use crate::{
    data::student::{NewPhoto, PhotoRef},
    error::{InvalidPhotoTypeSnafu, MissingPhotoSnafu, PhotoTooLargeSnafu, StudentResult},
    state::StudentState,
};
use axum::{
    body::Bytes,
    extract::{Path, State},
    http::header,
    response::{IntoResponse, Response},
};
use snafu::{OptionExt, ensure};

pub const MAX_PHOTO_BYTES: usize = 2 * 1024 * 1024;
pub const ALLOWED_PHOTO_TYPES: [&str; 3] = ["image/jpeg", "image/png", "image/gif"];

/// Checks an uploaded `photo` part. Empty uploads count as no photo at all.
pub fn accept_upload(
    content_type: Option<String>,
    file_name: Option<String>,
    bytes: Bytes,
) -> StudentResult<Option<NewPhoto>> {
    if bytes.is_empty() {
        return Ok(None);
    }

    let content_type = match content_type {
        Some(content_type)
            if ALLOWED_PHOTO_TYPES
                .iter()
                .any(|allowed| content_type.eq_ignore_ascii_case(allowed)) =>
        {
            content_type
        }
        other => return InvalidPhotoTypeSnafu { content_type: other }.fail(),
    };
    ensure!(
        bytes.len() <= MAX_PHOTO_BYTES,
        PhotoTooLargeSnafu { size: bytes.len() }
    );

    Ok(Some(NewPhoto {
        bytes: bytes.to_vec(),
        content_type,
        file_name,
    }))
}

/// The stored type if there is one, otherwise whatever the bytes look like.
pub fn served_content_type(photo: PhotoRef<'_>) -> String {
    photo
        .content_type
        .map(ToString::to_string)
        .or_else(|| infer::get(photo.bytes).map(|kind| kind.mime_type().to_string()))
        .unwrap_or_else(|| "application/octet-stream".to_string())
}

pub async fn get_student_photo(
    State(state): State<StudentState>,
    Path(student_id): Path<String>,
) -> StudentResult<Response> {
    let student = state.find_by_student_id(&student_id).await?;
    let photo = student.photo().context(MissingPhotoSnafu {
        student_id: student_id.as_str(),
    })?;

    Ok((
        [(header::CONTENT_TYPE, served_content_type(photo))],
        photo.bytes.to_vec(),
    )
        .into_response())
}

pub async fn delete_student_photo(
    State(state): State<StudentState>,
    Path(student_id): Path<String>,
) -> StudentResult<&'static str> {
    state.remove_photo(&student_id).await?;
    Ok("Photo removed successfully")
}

************

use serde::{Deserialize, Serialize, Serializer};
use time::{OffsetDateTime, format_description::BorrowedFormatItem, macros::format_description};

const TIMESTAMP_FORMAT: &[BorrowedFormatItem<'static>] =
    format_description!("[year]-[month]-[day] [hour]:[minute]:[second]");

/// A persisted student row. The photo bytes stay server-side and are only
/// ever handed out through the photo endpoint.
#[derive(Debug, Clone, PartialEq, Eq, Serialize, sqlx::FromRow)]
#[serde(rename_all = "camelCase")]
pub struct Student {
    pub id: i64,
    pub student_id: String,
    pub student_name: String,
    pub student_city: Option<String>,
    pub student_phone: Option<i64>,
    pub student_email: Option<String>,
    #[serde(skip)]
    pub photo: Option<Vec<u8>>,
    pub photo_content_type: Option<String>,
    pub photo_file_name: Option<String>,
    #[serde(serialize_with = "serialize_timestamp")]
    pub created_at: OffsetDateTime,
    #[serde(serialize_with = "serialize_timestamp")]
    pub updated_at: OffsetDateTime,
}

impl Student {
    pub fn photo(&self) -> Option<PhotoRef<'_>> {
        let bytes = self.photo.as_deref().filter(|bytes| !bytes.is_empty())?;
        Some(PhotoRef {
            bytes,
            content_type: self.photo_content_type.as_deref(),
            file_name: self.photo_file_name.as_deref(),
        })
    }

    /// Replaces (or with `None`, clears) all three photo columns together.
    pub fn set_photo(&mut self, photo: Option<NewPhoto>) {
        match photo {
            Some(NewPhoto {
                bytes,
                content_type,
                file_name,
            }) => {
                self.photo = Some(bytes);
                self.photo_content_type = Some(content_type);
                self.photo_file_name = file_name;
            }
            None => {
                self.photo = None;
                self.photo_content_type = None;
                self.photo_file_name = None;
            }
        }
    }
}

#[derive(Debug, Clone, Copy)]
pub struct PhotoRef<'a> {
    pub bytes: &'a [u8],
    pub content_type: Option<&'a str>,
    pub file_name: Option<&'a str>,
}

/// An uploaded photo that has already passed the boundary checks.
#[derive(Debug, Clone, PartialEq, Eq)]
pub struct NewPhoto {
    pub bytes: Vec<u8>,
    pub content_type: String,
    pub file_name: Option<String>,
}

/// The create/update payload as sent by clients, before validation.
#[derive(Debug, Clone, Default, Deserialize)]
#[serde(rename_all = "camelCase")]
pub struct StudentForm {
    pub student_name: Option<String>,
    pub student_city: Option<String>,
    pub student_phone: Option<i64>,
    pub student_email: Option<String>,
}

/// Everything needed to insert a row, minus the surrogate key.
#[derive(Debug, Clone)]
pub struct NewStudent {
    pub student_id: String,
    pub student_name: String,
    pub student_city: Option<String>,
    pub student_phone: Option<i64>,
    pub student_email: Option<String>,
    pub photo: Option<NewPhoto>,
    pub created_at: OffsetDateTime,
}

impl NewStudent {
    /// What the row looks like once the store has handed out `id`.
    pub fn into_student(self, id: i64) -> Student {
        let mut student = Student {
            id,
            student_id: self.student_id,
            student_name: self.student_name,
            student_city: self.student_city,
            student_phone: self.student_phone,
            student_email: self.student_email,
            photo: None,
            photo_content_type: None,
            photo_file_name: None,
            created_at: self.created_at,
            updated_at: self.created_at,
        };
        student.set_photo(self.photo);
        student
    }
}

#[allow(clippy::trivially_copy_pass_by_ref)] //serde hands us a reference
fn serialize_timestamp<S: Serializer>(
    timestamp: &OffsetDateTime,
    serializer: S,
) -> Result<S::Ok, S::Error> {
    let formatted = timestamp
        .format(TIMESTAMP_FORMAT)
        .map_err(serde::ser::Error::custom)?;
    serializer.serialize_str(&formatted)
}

************

→ **EXERCISE DESCRIPTION**
Above are the entries. Copy exactly the part that opens with the line containing "pub fn set_photo(&mut" and closes with the line containing "pub struct NewStudent", and no more.

→ **RESPONSE TO THIS EXERCISE**
    pub fn set_photo(&mut self, photo: Option<NewPhoto>) {
        match photo {
            Some(NewPhoto {
                bytes,
                content_type,
                file_name,
            }) => {
                self.photo = Some(bytes);
                self.photo_content_type = Some(content_type);
                self.photo_file_name = file_name;
            }
            None => {
                self.photo = None;
                self.photo_content_type = None;
                self.photo_file_name = None;
            }
        }
    }
}

#[derive(Debug, Clone, Copy)]
pub struct PhotoRef<'a> {
    pub bytes: &'a [u8],
    pub content_type: Option<&'a str>,
    pub file_name: Option<&'a str>,
}

/// An uploaded photo that has already passed the boundary checks.
#[derive(Debug, Clone, PartialEq, Eq)]
pub struct NewPhoto {
    pub bytes: Vec<u8>,
    pub content_type: String,
    pub file_name: Option<String>,
}

/// The create/update payload as sent by clients, before validation.
#[derive(Debug, Clone, Default, Deserialize)]
#[serde(rename_all = "camelCase")]
pub struct StudentForm {
    pub student_name: Option<String>,
    pub student_city: Option<String>,
    pub student_phone: Option<i64>,
    pub student_email: Option<String>,
}

/// Everything needed to insert a row, minus the surrogate key.
#[derive(Debug, Clone)]
pub struct NewStudent {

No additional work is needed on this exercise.